Los jugadores hablan de códigos. No hablan de ética sino de códigos, como la mafia. Se trata, entiendo, de una serie de obligaciones no escritas, pero grabadas a fuego en las napas más profundas de la conciencia corporativa. Las tablas de una ley sectaria. Algo así.

Los códigos estipulan, por caso, que si un futbolista le mete un gol a un equipo por el que pasó veinte años antes, en las categorías infantiles, no debe celebrar sino impostar cara de pollo mojado y unir las manos en gesto de disculpa. Es decir que en lugar de alegrarse por su actual camiseta, por el club que le paga el puchero y la hinchada que lo sigue domingo a domingo, se conduele por su lejano pasado. Una suprema idiotez que nadie evita y que tiene reputación de lealtad.

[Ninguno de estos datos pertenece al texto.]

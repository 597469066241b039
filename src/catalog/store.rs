//! Catalog persistence.

use anyhow::{Context, Result};
use std::fs::{self, File};
use std::path::Path;

use crate::catalog::model::CatalogFile;

/// Load the previously generated catalog so manual edits can be preserved.
///
/// A missing file is "no prior state". An unreadable or unparseable file is
/// downgraded to a warning and also treated as empty; regeneration should
/// never be blocked by a corrupted artifact it is about to replace.
pub fn load_existing_catalog(path: &Path) -> Option<CatalogFile> {
    if !path.is_file() {
        return None;
    }
    match read_catalog(path) {
        Ok(catalog) => Some(catalog),
        Err(err) => {
            eprintln!("flowcat: warning: could not load existing catalog: {err:#}");
            None
        }
    }
}

fn read_catalog(path: &Path) -> Result<CatalogFile> {
    let file = File::open(path).with_context(|| format!("opening {}", path.display()))?;
    serde_yaml::from_reader(file).with_context(|| format!("parsing {}", path.display()))
}

/// Serialize the catalog, creating parent directories as needed. Overwrites
/// unconditionally; I/O errors propagate to the caller.
pub fn save_catalog(catalog: &CatalogFile, path: &Path) -> Result<()> {
    if let Some(parent) = path.parent() {
        fs::create_dir_all(parent)
            .with_context(|| format!("creating {}", parent.display()))?;
    }
    let file = File::create(path).with_context(|| format!("creating {}", path.display()))?;
    serde_yaml::to_writer(file, catalog)
        .with_context(|| format!("writing {}", path.display()))?;
    Ok(())
}

#[cfg(test)]
mod tests {
    use super::*;
    use crate::catalog::generate_catalog;
    use tempfile::TempDir;

    #[test]
    fn missing_catalog_is_empty_prior_state() {
        let temp = TempDir::new().unwrap();
        assert!(load_existing_catalog(&temp.path().join("absent.yaml")).is_none());
    }

    #[test]
    fn malformed_catalog_is_downgraded_to_empty() {
        let temp = TempDir::new().unwrap();
        let path = temp.path().join("catalog.yaml");
        fs::write(&path, "catalog: [not, the, expected, shape").unwrap();
        assert!(load_existing_catalog(&path).is_none());
    }

    #[test]
    fn save_creates_parent_directories_and_round_trips() {
        let temp = TempDir::new().unwrap();
        let path = temp.path().join("metadata/workflows_catalog.yaml");
        let written = CatalogFile {
            catalog: generate_catalog(Vec::new()),
        };
        save_catalog(&written, &path).unwrap();
        let loaded = load_existing_catalog(&path).expect("catalog should load");
        assert_eq!(loaded, written);
    }
}
//! Gateway-backed agent adapter.

use std::sync::Arc;

use async_trait::async_trait;
use uuid::Uuid;

use conductor_core::agent::{AgentAdapter, AgentError};
use conductor_core::gateway::GatewayClient;
use conductor_core::types::{TaskNode, TaskResult};

/// An agent that answers nodes through the LLM gateway.
///
/// Each execution uses a fresh session key so task conversations stay
/// isolated from each other and from planner traffic.
pub struct GatewayAgent {
    name: String,
    capabilities: Vec<String>,
    client: Arc<dyn GatewayClient>,
}

impl GatewayAgent {
    pub fn new(name: impl Into<String>, client: Arc<dyn GatewayClient>) -> Self {
        Self {
            name: name.into(),
            capabilities: Vec::new(),
            client,
        }
    }

    /// Add capability tags this agent can be selected by
    pub fn with_capabilities(mut self, capabilities: Vec<String>) -> Self {
        self.capabilities = capabilities;
        self
    }
}

#[async_trait]
impl AgentAdapter for GatewayAgent {
    fn name(&self) -> &str {
        &self.name
    }

    fn capabilities(&self) -> &[String] {
        &self.capabilities
    }

    async fn execute(&self, node: &TaskNode) -> Result<TaskResult, AgentError> {
        let id = Uuid::new_v4().simple().to_string();
        let session_key = format!("task-{}", &id[..8]);
        match self.client.chat(&node.task, &session_key).await {
            Ok(output) => Ok(TaskResult::ok(output)),
            // transport failures surface as raises so node-level retry applies
            Err(err) => Err(AgentError::new(err.to_string())),
        }
    }
}

#[cfg(test)]
mod tests {
    use super::*;
    use crate::MockGateway;

    #[test]
    fn test_execute_returns_gateway_output() {
        tokio_test::block_on(async {
            let gateway = Arc::new(MockGateway::new("forty-two"));
            let agent = GatewayAgent::new("worker", gateway.clone());

            let node = TaskNode::new("n1", "compute the answer");
            let result = agent.execute(&node).await.expect("result");
            assert_eq!(result, TaskResult::ok("forty-two"));
            assert_eq!(gateway.calls(), 1);

            let keys = gateway.session_keys();
            assert_eq!(keys.len(), 1);
            assert!(keys[0].starts_with("task-"));
        });
    }

    #[test]
    fn test_capability_tags_are_exposed() {
        let gateway = Arc::new(MockGateway::new(""));
        let agent = GatewayAgent::new("writer", gateway)
            .with_capabilities(vec!["write".to_string(), "summarize".to_string()]);
        assert_eq!(agent.name(), "writer");
        assert_eq!(agent.capabilities().len(), 2);
    }
}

¿No podrían aplicar ese código solidario al festejo de los goles? ¿No podrían limitarse a levantar el puño como hacían los futbolistas en blanco y negro o sonreír con ganas al estilo del gran Claudio Paul? ¿Cuál es la necesidad de frivolizar un momento central del rito deportivo con algún numerito pavo, falto de nervio y espontaneidad? ¿No detectan los jugadores la diferencia entre el festejo y la burla?

A veces, la verdad, dan ganas de que terminen cero a cero.